Así lo expresa la primera carta de San Juan: «Los hijos de Dios y los hijos del demonio se manifiestan en esto: el que no practica la justicia no es de Dios, ni tampoco el que no ama a su hermano». (I Jn 3, 10) Queda clara entonces la primera parte del título de esta reflexión: «el amor a la Verdad». Sin embargo, adhiriendo con firmeza a la verdad, podemos llegar a ser inflexibles con quien miente, desarrollando incluso sentimientos de rencor y desprecio. La enseñanza de Jesús al respecto también es muy elocuente. Él siempre estuvo dispuesto a perdonar y buscó a los pecadores. Cuando lo criticaban por eso, enseñó: «No son los sanos los que tienen necesidad del médico, sino los enfermos. Yo no he venido a llamar a los justos, sino a los pecadores» (Mc 2, 17). Esta enseñanza de Jesús muchas veces cuesta aceptarla, o como decimos de entre casa, cuesta digerirla. Hace un tiempo una Señora me decía quejándose de un obispo: «tenés que ser pecador para que te responda un mail», y yo pensé para mis adentros, «¡qué elogio le hizo!». También escuché gente que critica porque visitamos a los presos diciendo «van a ver a los delincuentes».

 

Como si por su condición de detención hubieran perdido su dignidad. O como si hubiera delincuentes buenos que merecen ser visitados y otros que no. En realidad no hacemos otra cosa que cumplir con la enseñanza de Jesús «estuve preso y me vinieron a ver» (Mt 25, 36), tan clara y elocuente que nada lo puede diluir o rebajar. Y tan importante es este mandato que la tradición de la Iglesia quiso conservarla como una de las obras de misericordia corporales. Al concluir el Concilio Vaticano II en 1965, el Papa Beato Pablo VI decía: «Una corriente de afecto y admiración se ha volcado del Concilio hacia el mundo moderno. Ha reprobado los errores, sí, porque lo exige, no menos la caridad que la verdad, pero, para las personas, sólo invitación, respeto y amor. El Concilio ha enviado al mundo contemporáneo en lugar de deprimentes diagnósticos, remedios alentadores, en vez de funestos presagios, mensajes de esperanza: sus valores no sólo han sido respetados sino honrados, sostenidos sus incesantes esfuerzos, sus aspiraciones, purificadas y bendecidas… Otra cosa debemos destacar aún: toda esta riqueza doctrinal se vuelca en una única dirección: servir al hombre» (MV 4).

 

En el Año Jubilar Jesús nos enseña que la misericordia no es sólo el modo de obrar del Padre y del Hijo, sino también de quienes queremos ser sus discípulos: «Sean misericordiosos, como el Padre de ustedes es misericordioso» (Lc 6, 36).
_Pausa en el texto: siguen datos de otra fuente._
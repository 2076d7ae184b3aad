use std::collections::HashMap;

use serde::{Deserialize, Serialize};

use crate::ledger::{Job, JobStatus};
use crate::observability::MetricsSnapshot;

/// Body of `POST /api/jobs`
#[derive(Debug, Clone, Default, Serialize, Deserialize)]
#[serde(rename_all = "camelCase")]
pub struct SubmitJobRequest {
    #[serde(default)]
    pub source_url: String,
    #[serde(default)]
    pub format_selector: Option<String>,
    #[serde(default)]
    pub output_name_hint: Option<String>,
}

#[derive(Debug, Clone, Serialize, Deserialize)]
#[serde(rename_all = "camelCase")]
pub struct JobResponse {
    pub job_id: String,
    pub filename_template: String,
    pub status: JobStatus,
    pub message: String,
}

impl From<Job> for JobResponse {
    fn from(job: Job) -> Self {
        Self {
            job_id: job.id,
            filename_template: job.filename_template,
            status: job.status,
            message: job.message,
        }
    }
}

#[derive(Debug, Deserialize)]
pub struct MetadataQuery {
    #[serde(default)]
    pub url: String,
}

#[derive(Debug, Serialize)]
pub struct ErrorResponse {
    pub code: &'static str,
    pub message: String,
}

#[derive(Debug, Serialize)]
pub struct HealthResponse {
    pub status: String,
    pub components: HashMap<String, String>,
    pub version: String,
    pub pending_jobs: usize,
    pub metrics: MetricsSnapshot,
}
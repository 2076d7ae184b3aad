use clap::{Parser, Subcommand};
use std::net::SocketAddr;

#[derive(Parser, Debug)]
#[command(name = "mediafetch")]
#[command(about = "Video download service backed by an external downloader", long_about = None)]
pub struct Cli {
    #[command(subcommand)]
    pub command: Commands,
}

#[derive(Subcommand, Debug)]
pub enum Commands {
    /// Run the HTTP server
    Server(ServerArgs),
    /// Print metadata for a video URL as JSON
    Info(InfoArgs),
    /// Check that the downloader executable is available
    Check,
}

#[derive(clap::Args, Debug)]
pub struct ServerArgs {
    /// Address to bind the HTTP server to (defaults to `server.bind_addr`)
    #[arg(long)]
    pub address: Option<SocketAddr>,
}

#[derive(clap::Args, Debug)]
pub struct InfoArgs {
    /// Video URL (youtube.com or youtu.be)
    pub url: String,
}
use std::collections::HashMap;
use std::fmt;
use std::path::PathBuf;

use chrono::{DateTime, Utc};
use serde::{Deserialize, Serialize};
use tokio::sync::RwLock;
use tracing::debug;
use uuid::Uuid;

use super::error::{LedgerError, Result};

#[derive(Debug, Clone, Copy, PartialEq, Eq, Hash, Serialize, Deserialize)]
#[serde(rename_all = "SCREAMING_SNAKE_CASE")]
pub enum JobStatus {
    Queued,
    Running,
    Done,
    Error,
}

impl JobStatus {
    pub fn is_terminal(&self) -> bool {
        matches!(self, JobStatus::Done | JobStatus::Error)
    }

    /// Lifecycle edges: `QUEUED → RUNNING → DONE | ERROR`, plus `QUEUED → ERROR`
    /// for jobs that fail before their process starts. Non-terminal states may
    /// re-enter themselves to refresh the message.
    pub fn can_transition_to(&self, next: JobStatus) -> bool {
        use JobStatus::*;
        matches!(
            (self, next),
            (Queued, Queued) | (Queued, Running) | (Queued, Error)
                | (Running, Running) | (Running, Done) | (Running, Error)
        )
    }

    pub fn as_str(&self) -> &'static str {
        match self {
            JobStatus::Queued => "QUEUED",
            JobStatus::Running => "RUNNING",
            JobStatus::Done => "DONE",
            JobStatus::Error => "ERROR",
        }
    }
}

impl fmt::Display for JobStatus {
    fn fmt(&self, f: &mut fmt::Formatter<'_>) -> fmt::Result {
        f.write_str(self.as_str())
    }
}

/// Fields supplied by the submitter; identity and status are assigned by the registry
#[derive(Debug, Clone)]
pub struct NewJob {
    pub source_url: String,
    pub format_selector: String,
    pub filename_template: String,
}

#[derive(Debug, Clone, Serialize, Deserialize)]
pub struct Job {
    pub id: String,
    pub source_url: String,
    pub format_selector: String,
    pub filename_template: String,
    pub status: JobStatus,
    pub message: String,
    /// Set once the job is `DONE`
    pub output_path: Option<PathBuf>,
    pub created_at: DateTime<Utc>,
    pub updated_at: DateTime<Utc>,
}

/// Concurrent map of job id → [`Job`]
///
/// Each job has a single writer (the task running its process) and any number
/// of readers. Writes are visible to the next read; nothing is batched.
#[derive(Debug, Default)]
pub struct JobRegistry {
    jobs: RwLock<HashMap<String, Job>>,
}

impl JobRegistry {
    pub fn new() -> Self {
        Self::default()
    }

    /// Register a new job in the `QUEUED` state and return it
    pub async fn create(&self, new_job: NewJob) -> Job {
        let now = Utc::now();
        let job = Job {
            id: Uuid::now_v7().to_string(),
            source_url: new_job.source_url,
            format_selector: new_job.format_selector,
            filename_template: new_job.filename_template,
            status: JobStatus::Queued,
            message: "Queued".to_string(),
            output_path: None,
            created_at: now,
            updated_at: now,
        };

        self.jobs.write().await.insert(job.id.clone(), job.clone());
        debug!(job_id = %job.id, "Registered job");
        job
    }

    pub async fn get(&self, job_id: &str) -> Option<Job> {
        self.jobs.read().await.get(job_id).cloned()
    }

    /// Move a job to `status`, replacing its message.
    ///
    /// Terminal jobs are never modified: the call fails with
    /// [`LedgerError::TerminalState`] and the stored entry is left as it was.
    pub async fn transition(
        &self,
        job_id: &str,
        status: JobStatus,
        message: impl Into<String>,
    ) -> Result<Job> {
        self.apply(job_id, status, message.into(), None).await
    }

    /// Mark a job `DONE` with the path of the file it produced
    pub async fn complete(
        &self,
        job_id: &str,
        output_path: PathBuf,
        message: impl Into<String>,
    ) -> Result<Job> {
        self.apply(job_id, JobStatus::Done, message.into(), Some(output_path))
            .await
    }

    pub async fn len(&self) -> usize {
        self.jobs.read().await.len()
    }

    pub async fn is_empty(&self) -> bool {
        self.jobs.read().await.is_empty()
    }

    async fn apply(
        &self,
        job_id: &str,
        status: JobStatus,
        message: String,
        output_path: Option<PathBuf>,
    ) -> Result<Job> {
        let mut jobs = self.jobs.write().await;
        let job = jobs
            .get_mut(job_id)
            .ok_or_else(|| LedgerError::JobNotFound(job_id.to_string()))?;

        if job.status.is_terminal() {
            return Err(LedgerError::TerminalState {
                job_id: job_id.to_string(),
                status: job.status,
            });
        }
        if !job.status.can_transition_to(status) {
            return Err(LedgerError::InvalidTransition {
                job_id: job_id.to_string(),
                from: job.status,
                to: status,
            });
        }

        if job.status != status {
            debug!(job_id, from = %job.status, to = %status, "Job transition");
        }
        job.status = status;
        job.message = message;
        if output_path.is_some() {
            job.output_path = output_path;
        }
        job.updated_at = Utc::now();

        Ok(job.clone())
    }
}

#[cfg(test)]
mod tests {
    use super::*;
    use std::collections::HashSet;
    use std::sync::Arc;

    fn new_job(url: &str) -> NewJob {
        NewJob {
            source_url: url.to_string(),
            format_selector: "best".to_string(),
            filename_template: "clip.%(ext)s".to_string(),
        }
    }

    #[tokio::test]
    async fn test_create_starts_queued() {
        let registry = JobRegistry::new();
        let job = registry.create(new_job("https://example.com/v")).await;

        assert_eq!(job.status, JobStatus::Queued);
        assert!(job.output_path.is_none());

        let stored = registry.get(&job.id).await.unwrap();
        assert_eq!(stored.source_url, "https://example.com/v");
        assert_eq!(stored.filename_template, "clip.%(ext)s");
    }

    #[tokio::test]
    async fn test_create_never_repeats_ids() {
        let registry = JobRegistry::new();
        let mut seen = HashSet::new();

        for i in 0..10_000 {
            let job = registry.create(new_job(&format!("https://example.com/{i}"))).await;
            assert!(seen.insert(job.id), "duplicate id at iteration {i}");
        }
        assert_eq!(registry.len().await, 10_000);
    }

    #[tokio::test]
    async fn test_get_unknown_job() {
        let registry = JobRegistry::new();
        assert!(registry.get("missing").await.is_none());
        assert!(matches!(
            registry.transition("missing", JobStatus::Running, "x").await,
            Err(LedgerError::JobNotFound(_))
        ));
    }

    #[tokio::test]
    async fn test_lifecycle_to_done() {
        let registry = JobRegistry::new();
        let job = registry.create(new_job("https://example.com/v")).await;

        registry
            .transition(&job.id, JobStatus::Running, "Starting")
            .await
            .unwrap();
        let running = registry
            .transition(&job.id, JobStatus::Running, "Downloading 40%")
            .await
            .unwrap();
        assert_eq!(running.message, "Downloading 40%");

        let done = registry
            .complete(&job.id, PathBuf::from("/tmp/clip.mp4"), "OK")
            .await
            .unwrap();
        assert_eq!(done.status, JobStatus::Done);
        assert_eq!(done.output_path, Some(PathBuf::from("/tmp/clip.mp4")));
    }

    #[tokio::test]
    async fn test_terminal_state_is_final() {
        let registry = JobRegistry::new();
        let job = registry.create(new_job("https://example.com/v")).await;
        registry
            .transition(&job.id, JobStatus::Error, "boom")
            .await
            .unwrap();

        for next in [JobStatus::Queued, JobStatus::Running, JobStatus::Done, JobStatus::Error] {
            let result = registry.transition(&job.id, next, "again").await;
            assert!(matches!(result, Err(LedgerError::TerminalState { .. })));
        }

        let stored = registry.get(&job.id).await.unwrap();
        assert_eq!(stored.status, JobStatus::Error);
        assert_eq!(stored.message, "boom");
    }

    #[tokio::test]
    async fn test_backward_transition_rejected() {
        let registry = JobRegistry::new();
        let job = registry.create(new_job("https://example.com/v")).await;
        registry
            .transition(&job.id, JobStatus::Running, "Starting")
            .await
            .unwrap();

        let result = registry.transition(&job.id, JobStatus::Queued, "back").await;
        assert!(matches!(result, Err(LedgerError::InvalidTransition { .. })));
    }

    #[tokio::test]
    async fn test_concurrent_readers_see_updates() {
        let registry = Arc::new(JobRegistry::new());
        let job = registry.create(new_job("https://example.com/v")).await;

        let writer = {
            let registry = registry.clone();
            let id = job.id.clone();
            tokio::spawn(async move {
                for pct in 0..50 {
                    registry
                        .transition(&id, JobStatus::Running, format!("{pct}%"))
                        .await
                        .unwrap();
                }
                registry
                    .complete(&id, PathBuf::from("out.mp4"), "OK")
                    .await
                    .unwrap();
            })
        };

        let readers: Vec<_> = (0..8)
            .map(|_| {
                let registry = registry.clone();
                let id = job.id.clone();
                tokio::spawn(async move {
                    for _ in 0..50 {
                        let job = registry.get(&id).await.unwrap();
                        assert!(!job.message.is_empty());
                        tokio::task::yield_now().await;
                    }
                })
            })
            .collect();

        writer.await.unwrap();
        for reader in readers {
            reader.await.unwrap();
        }

        assert_eq!(registry.get(&job.id).await.unwrap().status, JobStatus::Done);
    }

    #[test]
    fn test_status_serializes_upper_case() {
        assert_eq!(serde_json::to_string(&JobStatus::Running).unwrap(), "\"RUNNING\"");
        assert_eq!(JobStatus::Done.to_string(), "DONE");
    }
}
//! Video metadata lookup
//!
//! A lookup validates the URL, consults the [`MetadataCache`], and on a miss
//! runs the downloader in describe mode (`--dump-json`) and parses the
//! document it prints.

mod cache;
mod parse;
mod types;
pub mod url;

pub use cache::{MetadataCache, describe_args};
pub use parse::parse_metadata;
pub use types::{FormatOption, VideoMetadata};

use crate::worker::process::ProcessError;
use thiserror::Error;

#[derive(Debug, Error)]
pub enum MetadataError {
    #[error("Invalid input: {0}")]
    InvalidInput(String),

    #[error("Describe failed: {0}")]
    Process(#[from] ProcessError),

    #[error("Could not interpret metadata: {0}")]
    ParseFailure(String),
}

pub type Result<T> = std::result::Result<T, MetadataError>;
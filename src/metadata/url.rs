use once_cell::sync::Lazy;
use regex::Regex;

static SUPPORTED_URL_RE: Lazy<Regex> = Lazy::new(|| {
    Regex::new(r"^(https?://)?(www\.)?(youtube\.com|youtu\.?be)/.+$").expect("supported url regex")
});

static VIDEO_ID_RE: Lazy<Regex> = Lazy::new(|| {
    Regex::new(
        r"(?:watch\?v=|/videos/|/shorts/|embed/|youtu\.be/|/v/|/e/|watch\?v%3D|watch\?feature=player_embedded&v=|%2Fvideos%2F|embed%2F|youtu\.be%2F|%2Fv%2F)([^#&?\n]*)",
    )
    .expect("video id regex")
});

/// Hosts the metadata lookup knows how to describe
pub fn is_supported_url(url: &str) -> bool {
    let url = url.trim();
    !url.is_empty() && SUPPORTED_URL_RE.is_match(url)
}

/// The video identifier embedded in a watch/short/embed URL
pub fn extract_video_id(url: &str) -> Option<&str> {
    VIDEO_ID_RE
        .captures(url)
        .and_then(|caps| caps.get(1))
        .map(|id| id.as_str())
        .filter(|id| !id.is_empty())
}

/// Job submissions accept any non-blank `http://` or `https://` URL
pub fn is_fetchable_url(url: &str) -> bool {
    let url = url.trim();
    let rest = url
        .strip_prefix("https://")
        .or_else(|| url.strip_prefix("http://"));
    matches!(rest, Some(host) if !host.is_empty() && !host.chars().any(char::is_whitespace))
}
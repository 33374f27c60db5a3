//! Registry integration tests.
//!
//! These drive a shared repository from many OS threads and tokio tasks at
//! once, the way per-connection drivers and sub-protocol handlers do in a
//! running node. Set RUST_LOG=peerwire_registry=debug to see transitions.

use std::sync::{Arc, Mutex, Once};

use peerwire_registry::{BasicWireConnection, ConnectionHandle, ConnectionRepository, SubProtocolIdentifier};

mod lifecycle;

// ── Harness ───────────────────────────────────────────────────────────────────

static TRACING: Once = Once::new();

/// Install a test-friendly subscriber once per process.
pub fn init_tracing() {
    TRACING.call_once(|| {
        let _ = tracing_subscriber::fmt()
            .with_env_filter(tracing_subscriber::EnvFilter::from_default_env())
            .with_test_writer()
            .try_init();
    });
}

pub fn cap(s: &str) -> SubProtocolIdentifier {
    s.parse().expect("valid capability")
}

/// Stable identity of a handle, for comparing listener journals.
pub fn addr_of(conn: &ConnectionHandle) -> usize {
    Arc::as_ptr(conn) as *const () as usize
}

pub fn addr_of_basic(conn: &Arc<BasicWireConnection>) -> usize {
    Arc::as_ptr(conn) as *const () as usize
}

#[derive(Debug, Clone, Copy, PartialEq, Eq)]
pub enum Seen {
    Connect(usize),
    Disconnect(usize),
}

/// Record every listener event of a repository, in firing order.
pub fn journal(repo: &dyn ConnectionRepository) -> Arc<Mutex<Vec<Seen>>> {
    let log = Arc::new(Mutex::new(Vec::new()));
    let sink = log.clone();
    repo.add_connection_listener(Arc::new(move |c| {
        sink.lock().unwrap().push(Seen::Connect(addr_of(c)));
    }));
    let sink = log.clone();
    repo.add_disconnection_listener(Arc::new(move |c| {
        sink.lock().unwrap().push(Seen::Disconnect(addr_of(c)));
    }));
    log
}
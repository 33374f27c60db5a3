use thiserror::Error;

/// Failures surfaced by [`ConnectionRepository::add`](crate::ConnectionRepository::add).
///
/// Reads never fail; a miss is an absent result.
#[derive(Debug, Clone, PartialEq, Eq, Error)]
pub enum RegistryError {
    /// The registry was closed; callers must stop registering connections.
    #[error("connection registry is closed")]
    Closed,
    #[error("connection registry is full ({limit} connections)")]
    Full { limit: usize },
}
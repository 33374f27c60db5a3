//! Connection handle contract: what the registry needs from a negotiated link.
//!
//! The transport owns the socket and drives the handshake. The registry only
//! holds a reference to the handle and learns about transitions through
//! [`WireConnection::subscribe`]; it never polls.
//!
//! [`BasicWireConnection`] is a ready-made handle a transport can embed: it
//! carries the one-way Pending → Active → Closed state machine and fans
//! transitions out to observers in order.

use std::collections::VecDeque;
use std::fmt;
use std::panic::{catch_unwind, AssertUnwindSafe};
use std::sync::{Arc, Mutex, MutexGuard, PoisonError};

use peerwire_core::SubProtocolIdentifier;
use tokio::sync::watch;

/// A lifecycle transition reported by a connection handle.
#[derive(Debug, Clone, Copy, PartialEq, Eq)]
pub enum ConnectionEvent {
    /// The handshake finished and the capability set is now fixed.
    Negotiated,
    /// The link is gone, from our side or the peer's.
    Closed,
}

/// Observable state of a connection handle.
#[derive(Debug, Clone, Copy, PartialEq, Eq)]
pub enum ConnectionState {
    Pending,
    Active,
    Closed,
}

/// Callback invoked on each transition of a handle.
pub type TransitionObserver = Arc<dyn Fn(ConnectionEvent) + Send + Sync>;

/// Shared reference to a connection handle, as held by the registry.
pub type ConnectionHandle = Arc<dyn WireConnection>;

/// One negotiated (or negotiating) peer link.
pub trait WireConnection: Send + Sync {
    /// Sub-protocols agreed with the peer. Empty until negotiation completes.
    fn agreed_capabilities(&self) -> Vec<SubProtocolIdentifier>;

    /// Whether the agreed set contains `capability`.
    fn supports(&self, capability: &SubProtocolIdentifier) -> bool {
        self.agreed_capabilities().contains(capability)
    }

    /// Register an observer for transitions.
    ///
    /// An observer registered after a transition already happened must be
    /// replayed the transitions it missed, in order, so late subscribers see
    /// the same history as early ones.
    ///
    /// Observers may be invoked inline from the thread driving a transition,
    /// including re-entrantly from inside another observer; the registry's
    /// observer tolerates both.
    fn subscribe(&self, observer: TransitionObserver);
}

// ── BasicWireConnection ───────────────────────────────────────────────────────

enum Job {
    Event(ConnectionEvent),
    Subscribe(TransitionObserver),
}

struct Inner {
    state: ConnectionState,
    capabilities: Vec<SubProtocolIdentifier>,
    observers: Vec<TransitionObserver>,
    /// Events already handed to the observer list, replayed to late subscribers.
    delivered: Vec<ConnectionEvent>,
    queue: VecDeque<Job>,
    draining: bool,
}

/// Reference handle implementation with a queued, ordered observer fan-out.
///
/// Transitions may be driven from any thread, including from inside an
/// observer. Whichever thread finds the queue idle delivers all queued
/// jobs, so every observer sees events in transition order and no observer
/// runs while the internal lock is held.
///
/// A consequence: if another thread is already delivering, `negotiated()`
/// and `close()` only enqueue and return. The state change is visible at
/// once; the observers for it run later on the delivering thread.
pub struct BasicWireConnection {
    label: String,
    inner: Mutex<Inner>,
    state_tx: watch::Sender<ConnectionState>,
}

impl BasicWireConnection {
    pub fn new(label: impl Into<String>) -> Self {
        let (state_tx, _) = watch::channel(ConnectionState::Pending);
        Self {
            label: label.into(),
            inner: Mutex::new(Inner {
                state: ConnectionState::Pending,
                capabilities: Vec::new(),
                observers: Vec::new(),
                delivered: Vec::new(),
                queue: VecDeque::new(),
                draining: false,
            }),
            state_tx,
        }
    }

    /// Convenience for building a registry handle directly.
    pub fn handle(label: impl Into<String>) -> Arc<Self> {
        Arc::new(Self::new(label))
    }

    /// Free-form label used in logs, e.g. the peer address.
    pub fn label(&self) -> &str {
        &self.label
    }

    pub fn state(&self) -> ConnectionState {
        self.lock().state
    }

    /// Receiver that tracks the handle's state, for async consumers.
    pub fn watch_state(&self) -> watch::Receiver<ConnectionState> {
        self.state_tx.subscribe()
    }

    /// Mark the handshake complete with the agreed capabilities.
    ///
    /// Returns false if the handle was not pending.
    pub fn negotiated(&self, capabilities: Vec<SubProtocolIdentifier>) -> bool {
        let mut inner = self.lock();
        if inner.state != ConnectionState::Pending {
            return false;
        }
        inner.state = ConnectionState::Active;
        inner.capabilities = capabilities;
        inner.queue.push_back(Job::Event(ConnectionEvent::Negotiated));
        self.state_tx.send_replace(ConnectionState::Active);
        self.drain(inner);
        true
    }

    /// Mark the link closed. Returns false if it was already closed.
    pub fn close(&self) -> bool {
        let mut inner = self.lock();
        if inner.state == ConnectionState::Closed {
            return false;
        }
        inner.state = ConnectionState::Closed;
        inner.queue.push_back(Job::Event(ConnectionEvent::Closed));
        self.state_tx.send_replace(ConnectionState::Closed);
        self.drain(inner);
        true
    }

    fn lock(&self) -> MutexGuard<'_, Inner> {
        self.inner.lock().unwrap_or_else(PoisonError::into_inner)
    }

    fn drain<'a>(&'a self, mut inner: MutexGuard<'a, Inner>) {
        if inner.draining {
            return;
        }
        inner.draining = true;

        loop {
            let Some(job) = inner.queue.pop_front() else {
                inner.draining = false;
                return;
            };
            let (targets, events) = match job {
                Job::Event(event) => {
                    inner.delivered.push(event);
                    (inner.observers.clone(), vec![event])
                }
                Job::Subscribe(observer) => {
                    inner.observers.push(observer.clone());
                    (vec![observer], inner.delivered.clone())
                }
            };
            drop(inner);

            for event in events {
                for observer in &targets {
                    if catch_unwind(AssertUnwindSafe(|| observer(event))).is_err() {
                        tracing::warn!(conn = %self.label, ?event, "transition observer panicked");
                    }
                }
            }

            inner = self.lock();
        }
    }
}

impl WireConnection for BasicWireConnection {
    fn agreed_capabilities(&self) -> Vec<SubProtocolIdentifier> {
        self.lock().capabilities.clone()
    }

    fn subscribe(&self, observer: TransitionObserver) {
        let mut inner = self.lock();
        inner.queue.push_back(Job::Subscribe(observer));
        self.drain(inner);
    }
}

impl fmt::Debug for BasicWireConnection {
    fn fmt(&self, f: &mut fmt::Formatter<'_>) -> fmt::Result {
        let inner = self.lock();
        f.debug_struct("BasicWireConnection")
            .field("label", &self.label)
            .field("state", &inner.state)
            .field("capabilities", &inner.capabilities)
            .finish()
    }
}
Si el amor a la Verdad nos lleva a despreciar al hermano, la fe está derivando en ideología, y borramos la enseñanza del Maestro. Jesús siempre nos enseñó a aborrecer el pecado y amar al pecador. Eso también es nuestro consuelo y esperanza. Él siempre anduvo entre los pecadores para llamarlos a la conversión y mostrarles el amor del Padre. Siempre se aplica aquel dicho: «Dime con quién andas y te diré quién eres». Y nosotros podemos concluir: «Dime con quién andas y te diré de quién eres discípulo». En este tiempo de Cuaresma me estoy preguntando: ¿cuántos presos visité, a cuántos enfermos? ¿Cuánto tiempo dedico a los enfermos y a los pobres? ¿Cómo anda mi termómetro en obras de misericordia? Hablando en cristiano, el amor a la verdad no da derecho a mirar por arriba del hombro a nadie. No te la creas. La Cuaresma es un tiempo propicio para la sinceridad con uno mismo. Pidamos a Jesús nos pacifique el corazón y seamos testigos de la misericordia.